The Nem1‐Spo7/Pah1 phosphatase cascade plays an essential role in the synthesis of the neutral lipid triacylglycerol in the yeast Saccharomyces cerevisiae. Pah1 is a phosphatidic acid (PA) phosphatase that is phosphorylated and inactive in the cytoplasm. The Nem1‐Spo7 complex is a nuclear/endoplasmic reticulum (ER)‐associated protein phosphatase that recruits, dephosphorylates, and activates Pah1. Upon its dephosphorylation, Pah1 hops onto the membrane surface for its interaction with and dephosphorylation of PA to produce the diacylglycerol that is then converted to triacylglycerol. Pah1 then scoots along the membrane to associate with and dephosphorylate another PA molecule. In this work, the Nem1‐Spo7 complex was reconstituted into unilamellar phospholipid vesicles (proteoliposomes) composed of phosphatidylcholine, phosphatidylethanolamine, phosphatidylinositol, phosphatidylserine, and PA to mimic the nuclear/ER membrane.

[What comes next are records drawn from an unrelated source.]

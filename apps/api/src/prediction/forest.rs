//! Decision-forest inference over the node arrays exported by the training
//! job.
//!
//! The trait seam exists so the pipeline and its tests can swap the backing
//! classifier; the production backend is the forest deserialized from the
//! artifact bundle.

use serde::{Deserialize, Serialize};

use crate::prediction::features::FeatureVector;

/// A multi-class classifier producing one probability per known class.
///
/// Contract: the returned vector has one entry per class, all non-negative,
/// summing to 1. Class order is the artifact's role-label order and never
/// changes for a loaded model.
pub trait Classifier: Send + Sync {
    fn predict_probabilities(&self, features: &FeatureVector) -> Vec<f64>;
}

/// One trained tree in flattened node-array form.
///
/// `feature[i] < 0` marks node `i` as a leaf. For internal nodes the split
/// is `x[feature[i]] <= threshold[i]` going left, otherwise right. `value`
/// holds the per-class training sample weights at each node; leaf rows are
/// normalized into distributions at evaluation time.
///
/// Invariant (checked at artifact load): children always have a higher
/// index than their parent, so a walk from the root terminates.
#[derive(Debug, Clone, Serialize, Deserialize)]
pub struct DecisionTree {
    pub feature: Vec<i64>,
    pub threshold: Vec<f64>,
    pub left: Vec<i64>,
    pub right: Vec<i64>,
    pub value: Vec<Vec<f64>>,
}

impl DecisionTree {
    /// Walks the tree to a leaf and returns that leaf's class distribution.
    fn leaf_distribution(&self, features: &FeatureVector, n_classes: usize) -> Vec<f64> {
        let x = features.as_slice();
        let mut node = 0usize;
        while self.feature[node] >= 0 {
            let split_feature = self.feature[node] as usize;
            node = if x[split_feature] <= self.threshold[node] {
                self.left[node] as usize
            } else {
                self.right[node] as usize
            };
        }
        normalize_row(&self.value[node], n_classes)
    }
}

/// Averaged ensemble of decision trees, the shape the trainer exports.
#[derive(Debug, Clone, Serialize, Deserialize)]
pub struct DecisionForest {
    pub n_classes: usize,
    pub trees: Vec<DecisionTree>,
}

impl Classifier for DecisionForest {
    fn predict_probabilities(&self, features: &FeatureVector) -> Vec<f64> {
        let mut probabilities = vec![0.0; self.n_classes];
        for tree in &self.trees {
            let leaf = tree.leaf_distribution(features, self.n_classes);
            for (total, p) in probabilities.iter_mut().zip(leaf) {
                *total += p;
            }
        }
        let tree_count = self.trees.len() as f64;
        for p in &mut probabilities {
            *p /= tree_count;
        }
        probabilities
    }
}

/// Normalizes a leaf weight row into a distribution. An all-zero row (an
/// empty leaf) degrades to uniform rather than NaN.
fn normalize_row(row: &[f64], n_classes: usize) -> Vec<f64> {
    let sum: f64 = row.iter().sum();
    if sum <= 0.0 {
        return vec![1.0 / n_classes as f64; n_classes];
    }
    row.iter().map(|w| w / sum).collect()
}
use axum::{extract::State, Json};
use serde_json::{json, Value};

use crate::state::AppState;

/// GET /health
/// Returns service status plus whether the model artifact is in memory.
/// Reports readiness without forcing a bundle load.
pub async fn health_handler(State(state): State<AppState>) -> Json<Value> {
    Json(json!({
        "status": "ok",
        "version": env!("CARGO_PKG_VERSION"),
        "service": "compass-api",
        "model_loaded": state.predictor.is_loaded()
    }))
}
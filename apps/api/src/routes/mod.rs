pub mod health;

use axum::{
    routing::{get, post},
    Router,
};

use crate::prediction::handlers;
use crate::state::AppState;

pub fn build_router(state: AppState) -> Router {
    Router::new()
        .route("/health", get(health::health_handler))
        // Prediction API
        .route("/api/v1/predictions", post(handlers::handle_predict))
        // Model artifact API
        .route("/api/v1/model", get(handlers::handle_model_info))
        .route("/api/v1/model/reload", post(handlers::handle_model_reload))
        .with_state(state)
}
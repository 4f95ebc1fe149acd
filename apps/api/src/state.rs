use std::sync::Arc;

use crate::config::Config;
use crate::prediction::pipeline::CareerPredictor;

/// Shared application state injected into all route handlers via Axum extractors.
#[derive(Clone)]
pub struct AppState {
    pub config: Config,
    /// The prediction pipeline over the process-wide cached artifact bundle.
    pub predictor: Arc<CareerPredictor>,
}
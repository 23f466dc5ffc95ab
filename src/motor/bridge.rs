// Serial protocol for the PWM bridge board
//
// The six PWM channels and the driver-enable lines live on a microcontroller
// that takes framed packets over a serial link:
//   request:  [0xFF, 0xFF, Instruction, Length, Params..., Checksum]
//   response: [0xFF, 0xFF, Status, Checksum]            (ping only)
// Checksum is the inverted low byte of the sum of everything after the header.

use serialport::{self, SerialPort};
use std::io::{Read, Write};
use std::time::Duration;
use tracing::debug;

use super::pwm::{CHANNEL_COUNT, PwmError, PwmOutput};

pub const DEFAULT_TIMEOUT_MS: u64 = 100;

/// Packet header bytes
const HEADER: [u8; 2] = [0xFF, 0xFF];

/// Largest parameter block (ConfigureChannel: channel + u32 frequency + resolution)
const MAX_PARAMS: usize = 6;
const MAX_PACKET: usize = HEADER.len() + 2 + MAX_PARAMS + 1;

/// Instruction set
#[repr(u8)]
#[derive(Debug, Clone, Copy)]
pub enum Instruction {
    Ping = 0x01,
    ConfigureChannel = 0x10,
    AttachPin = 0x11,
    SetLevel = 0x12,
    WriteDuty = 0x13,
}

pub type Result<T> = std::result::Result<T, PwmError>;

/// A packet on the stack; building one never allocates
struct Packet {
    buf: [u8; MAX_PACKET],
    len: usize,
}

impl Packet {
    fn new(instruction: Instruction, params: &[u8]) -> Self {
        debug_assert!(params.len() <= MAX_PARAMS);
        let mut buf = [0u8; MAX_PACKET];
        buf[..2].copy_from_slice(&HEADER);
        buf[2] = instruction as u8;
        buf[3] = params.len() as u8;
        buf[4..4 + params.len()].copy_from_slice(params);
        let end = 4 + params.len();
        buf[end] = checksum(&buf[2..end]);
        Self { buf, len: end + 1 }
    }

    fn as_bytes(&self) -> &[u8] {
        &self.buf[..self.len]
    }
}

fn checksum(data: &[u8]) -> u8 {
    let sum: u16 = data.iter().map(|&b| b as u16).sum();
    (!sum & 0xFF) as u8
}

fn check_channel(channel: u8) -> Result<()> {
    if (channel as usize) < CHANNEL_COUNT {
        Ok(())
    } else {
        Err(PwmError::InvalidChannel { channel })
    }
}

/// PWM bridge board on a serial port
pub struct SerialBridge {
    port: Box<dyn SerialPort>,
}

impl SerialBridge {
    pub fn open(port_name: &str, baudrate: u32) -> Result<Self> {
        let port = serialport::new(port_name, baudrate)
            .timeout(Duration::from_millis(DEFAULT_TIMEOUT_MS))
            .open()?;

        Ok(Self { port })
    }

    fn send(&mut self, packet: &Packet) -> Result<()> {
        self.port.write_all(packet.as_bytes())?;
        self.port.flush()?;
        Ok(())
    }

    fn read_status(&mut self) -> Result<()> {
        let mut response = [0u8; 4];
        self.port.read_exact(&mut response).map_err(|e| {
            if e.kind() == std::io::ErrorKind::TimedOut {
                PwmError::Timeout
            } else {
                PwmError::Io(e)
            }
        })?;
        parse_status(response)
    }

    /// Check that the board answers
    pub fn ping(&mut self) -> Result<bool> {
        self.send(&Packet::new(Instruction::Ping, &[]))?;
        match self.read_status() {
            Ok(()) => Ok(true),
            Err(PwmError::Timeout) => Ok(false),
            Err(e) => Err(e),
        }
    }
}

fn parse_status(response: [u8; 4]) -> Result<()> {
    if response[..2] != HEADER {
        return Err(PwmError::InvalidResponse {
            reason: format!("Invalid header: {:02X?}", &response[..2]),
        });
    }
    let status = response[2];
    if checksum(&[status]) != response[3] {
        return Err(PwmError::ChecksumMismatch);
    }
    if status != 0 {
        return Err(PwmError::BridgeError { status });
    }
    Ok(())
}

impl PwmOutput for SerialBridge {
    fn configure_channel(&mut self, channel: u8, frequency_hz: u32, resolution_bits: u8) -> Result<()> {
        check_channel(channel)?;
        let f = frequency_hz.to_le_bytes();
        debug!(
            "Configure channel {}: {} Hz, {} bit",
            channel, frequency_hz, resolution_bits
        );
        self.send(&Packet::new(
            Instruction::ConfigureChannel,
            &[channel, f[0], f[1], f[2], f[3], resolution_bits],
        ))
    }

    fn attach_pin(&mut self, channel: u8, pin: u8) -> Result<()> {
        check_channel(channel)?;
        debug!("Attach channel {} to pin {}", channel, pin);
        self.send(&Packet::new(Instruction::AttachPin, &[channel, pin]))
    }

    fn set_level(&mut self, pin: u8, high: bool) -> Result<()> {
        debug!("Set pin {} {}", pin, if high { "high" } else { "low" });
        self.send(&Packet::new(Instruction::SetLevel, &[pin, high as u8]))
    }

    fn write_duty(&mut self, channel: u8, duty: u16) -> Result<()> {
        check_channel(channel)?;
        let d = duty.to_le_bytes();
        self.send(&Packet::new(Instruction::WriteDuty, &[channel, d[0], d[1]]))
    }
}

The phospholipid composition of the proteoliposomes, which had an average diameter of 60 nm, was confirmed by thin‐layer chromatography. The reconstituted Nem1‐Spo7 complex supported the recruitment and dephosphorylation of Pah1 phosphorylated by the Pho85‐Pho80 protein kinase complex in vitro or the Pah1 phosphorylated by multiple protein kinases in vivo. The Nem1‐Spo7‐mediated dephosphorylation of Pah1 was dependent on the presence of PA in the proteoliposomes. Additionally, the dephosphorylated Pah1 catalyzed the dephosphorylation of PA to produce diacylglycerol in the proteoliposomes. This reconstituted system permits a defined membrane environment to examine the regulation of the Nem1‐Spo7/Pah1 phosphatase cascade.